But I am willing to accept that I may be seeing the world through grim-tinted spectacles. A lot of people may well keep their New Year’s resolutions, but the aspect to my cynicism that I want to address is the “why wait until New Year?” aspect. History is defined in years, and it isn’t such a bad method for measuring the way that things change.

An example we can all relate to is, perhaps, school. Although the “years” in which it takes place are from September to July, every year is different, and you can set yourself challenges based on the experience you had last year. In a workplace field, like marketing, it may make sense to have a policy like this at the beginning of every New Year. Whether they meant to or not, a number of companies seem to have benefited and learned from this approach in the last few years.

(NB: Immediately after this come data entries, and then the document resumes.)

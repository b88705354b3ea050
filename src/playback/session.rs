//! The host-facing playback session.

use crate::document::movie::{MovieDocument, affine_of};
use crate::geometry::cache::FrameGeometryCache;
use crate::playback::audio::CueScheduler;
use crate::playback::sink::{AudioClip, AudioSink, GraphicsSink, ImageDraw};
use crate::playback::timeline::{PlayState, Tick, TickEvent, Timeline};

/// How a sprite track is drawn.
#[derive(Clone, Copy, Debug, PartialEq, Eq)]
pub enum SpriteKind {
    /// Backed by a bitmap blob; drawn through [`GraphicsSink::draw_image`].
    Image,
    /// Pure vector track; drawn from the frame geometry cache.
    Vector,
}

/// One running animation: a document, its resolved geometry, the frame
/// clock and the audio trigger table.
///
/// The session is driven by the host loop: `tick` with the elapsed wall
/// time, then `render` into a graphics sink. A destroyed session keeps its
/// memory claim small and turns every call into a no-op.
pub struct PlaybackSession {
    doc: MovieDocument,
    cache: FrameGeometryCache,
    timeline: Timeline,
    cues: CueScheduler,
    destroyed: bool,
}

impl PlaybackSession {
    /// Prepare a document for playback: build the geometry cache, prime the
    /// audio cues through `audio` and park the clock at frame zero.
    #[tracing::instrument(skip_all)]
    pub fn new<A: AudioSink>(doc: MovieDocument, audio: &mut A) -> Self {
        let cache = FrameGeometryCache::build(&doc);
        let timeline = Timeline::new(doc.fps(), doc.total_frames());
        let cues = CueScheduler::new(&doc, audio);
        tracing::info!(
            version = %doc.version(),
            frames = doc.total_frames(),
            sprites = doc.sprites().len(),
            "playback session ready"
        );
        Self {
            doc,
            cache,
            timeline,
            cues,
            destroyed: false,
        }
    }

    /// The decoded document backing this session.
    pub fn document(&self) -> &MovieDocument {
        &self.doc
    }

    /// The resolved frame geometry.
    pub fn geometry(&self) -> &FrameGeometryCache {
        &self.cache
    }

    /// Play from frame zero, looping forever.
    pub fn play(&mut self) {
        self.play_with(0, 0);
    }

    /// Play from `start`. `loops` of zero repeats forever, a positive count
    /// stops after that many passes, and `-1` only positions the cursor
    /// without starting the clock.
    pub fn play_with(&mut self, start: usize, loops: i32) {
        if self.destroyed {
            return;
        }
        self.cues.stop_all();
        self.timeline.seek(start);
        if loops >= 0 {
            self.timeline.play(loops);
            self.cues.enter_frame(self.timeline.frame());
        }
    }

    /// Suspend the clock and any audible cues.
    pub fn pause(&mut self) {
        if self.destroyed {
            return;
        }
        self.timeline.pause();
        self.cues.pause_all();
    }

    /// Resume a paused session.
    pub fn resume(&mut self) {
        if self.destroyed {
            return;
        }
        self.timeline.resume();
        self.cues.resume_all();
    }

    /// Halt playback, rewind to frame zero and silence every cue.
    pub fn stop(&mut self) {
        if self.destroyed {
            return;
        }
        self.timeline.stop();
        self.cues.stop_all();
    }

    /// Jump to `frame`, clamped to the valid range. The next `render` call
    /// shows the target frame immediately, and cue state is re-resolved for
    /// it: cues starting exactly there fire, cues past their end frame are
    /// cut off. Landing mid-cue stays silent.
    pub fn seek(&mut self, frame: usize) {
        if self.destroyed {
            return;
        }
        self.timeline.seek(frame);
        self.cues.enter_frame(self.timeline.frame());
    }

    /// Set the playback rate multiplier (floored at 0.01) and match the
    /// pitch of audible cues to it.
    pub fn set_rate(&mut self, rate: f64) {
        if self.destroyed {
            return;
        }
        self.timeline.set_rate(rate);
        self.cues.set_pitch(self.timeline.rate());
    }

    /// Override the frame rate; `fps` of zero or less restores the rate the
    /// document declared.
    pub fn set_fps(&mut self, fps: i32) {
        if self.destroyed {
            return;
        }
        self.timeline.set_fps(fps);
    }

    /// Advance by `dt` seconds of wall time, firing audio cues for every
    /// frame entered and silencing them on each completed pass.
    pub fn tick(&mut self, dt: f64) -> Tick {
        if self.destroyed {
            return Tick::default();
        }
        self.cues.sync_finished();
        let tick = self.timeline.tick(dt);
        for event in &tick.events {
            match event {
                TickEvent::Frame(frame) => self.cues.enter_frame(*frame),
                TickEvent::Completed => self.cues.stop_all(),
            }
        }
        tick
    }

    /// Emit the current frame's draw instructions into `sink`, sprites in
    /// document order.
    pub fn render<G: GraphicsSink>(&self, sink: &mut G) {
        if self.destroyed {
            return;
        }
        let fi = self.timeline.frame();
        sink.begin_frame(fi);
        for (i, sprite) in self.doc.sprites().iter().enumerate() {
            let Some(frame) = sprite.frames.get(fi) else {
                continue;
            };
            let alpha = frame.alpha.clamp(0.0, 1.0);
            if alpha <= 0.0 {
                continue;
            }

            let clipped = !frame.clip_path.is_empty();
            if clipped {
                sink.set_clip_path(Some(&frame.clip_path));
            }

            if self.sprite_kind(i) == Some(SpriteKind::Image) {
                let (x, y, width, height) = frame
                    .layout
                    .map(|l| {
                        (
                            f64::from(l.x),
                            f64::from(l.y),
                            f64::from(l.width),
                            f64::from(l.height),
                        )
                    })
                    .unwrap_or((0.0, 0.0, 0.0, 0.0));
                sink.draw_image(ImageDraw {
                    key: &sprite.image_key,
                    transform: affine_of(frame.transform.as_ref()),
                    x,
                    y,
                    width,
                    height,
                    alpha,
                });
            }

            let meshes = self.cache.shapes(i, fi);
            if meshes.iter().any(|m| !m.is_empty()) {
                sink.draw_meshes(meshes);
            }

            if clipped {
                sink.set_clip_path(None);
            }
        }
        sink.end_frame();
    }

    /// Hand a background-decoded clip to the audio cue table.
    pub fn finish_audio_load(&mut self, key: &str, clip: Box<dyn AudioClip>) {
        if self.destroyed {
            return;
        }
        self.cues.finish_load(key, clip);
    }

    /// Tear the session down: silence audio, release resource binaries and
    /// turn every subsequent call into a no-op.
    pub fn destroy(&mut self) {
        if self.destroyed {
            return;
        }
        self.cues.stop_all();
        self.timeline.stop();
        self.doc.release_binaries();
        self.destroyed = true;
        tracing::info!("playback session destroyed");
    }

    /// True once [`destroy`](Self::destroy) ran.
    pub fn is_destroyed(&self) -> bool {
        self.destroyed
    }

    /// How sprite `index` is drawn, `None` when out of range.
    pub fn sprite_kind(&self, index: usize) -> Option<SpriteKind> {
        let sprite = self.doc.sprites().get(index)?;
        if !sprite.image_key.is_empty() && self.doc.image_binary(&sprite.image_key).is_some() {
            Some(SpriteKind::Image)
        } else {
            Some(SpriteKind::Vector)
        }
    }

    /// Current frame index.
    pub fn frame(&self) -> usize {
        self.timeline.frame()
    }

    /// Current clock state.
    pub fn state(&self) -> PlayState {
        self.timeline.state()
    }

    /// Full passes finished since the last play call.
    pub fn completed(&self) -> u32 {
        self.timeline.completed()
    }
}

#[cfg(test)]
#[path = "../../tests/unit/playback/session.rs"]
mod tests;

For example, in 2016, an article in Forbes magazine concluded that better online marketing is something that 2017 will benefit from, such as interactive marketing, VR, improved chatbots and short-lived, snapchat inspired content.

One example of something to avoid, that I personally thought of at the time, was the (while often being well-intended) use of celebrity deaths to advertise products and services. In a year of celebrity deaths (2016), it was often used, and failed miserably. For example Homebase tweeting 'Good morning everyone, happy Friday. If you need our assistance we’re here until 8pm today, get tweeting. Have a good day. #RIPPRINCE' or Cheerios tweeting 'RIP Prince' with a Cheerio punctuating the i.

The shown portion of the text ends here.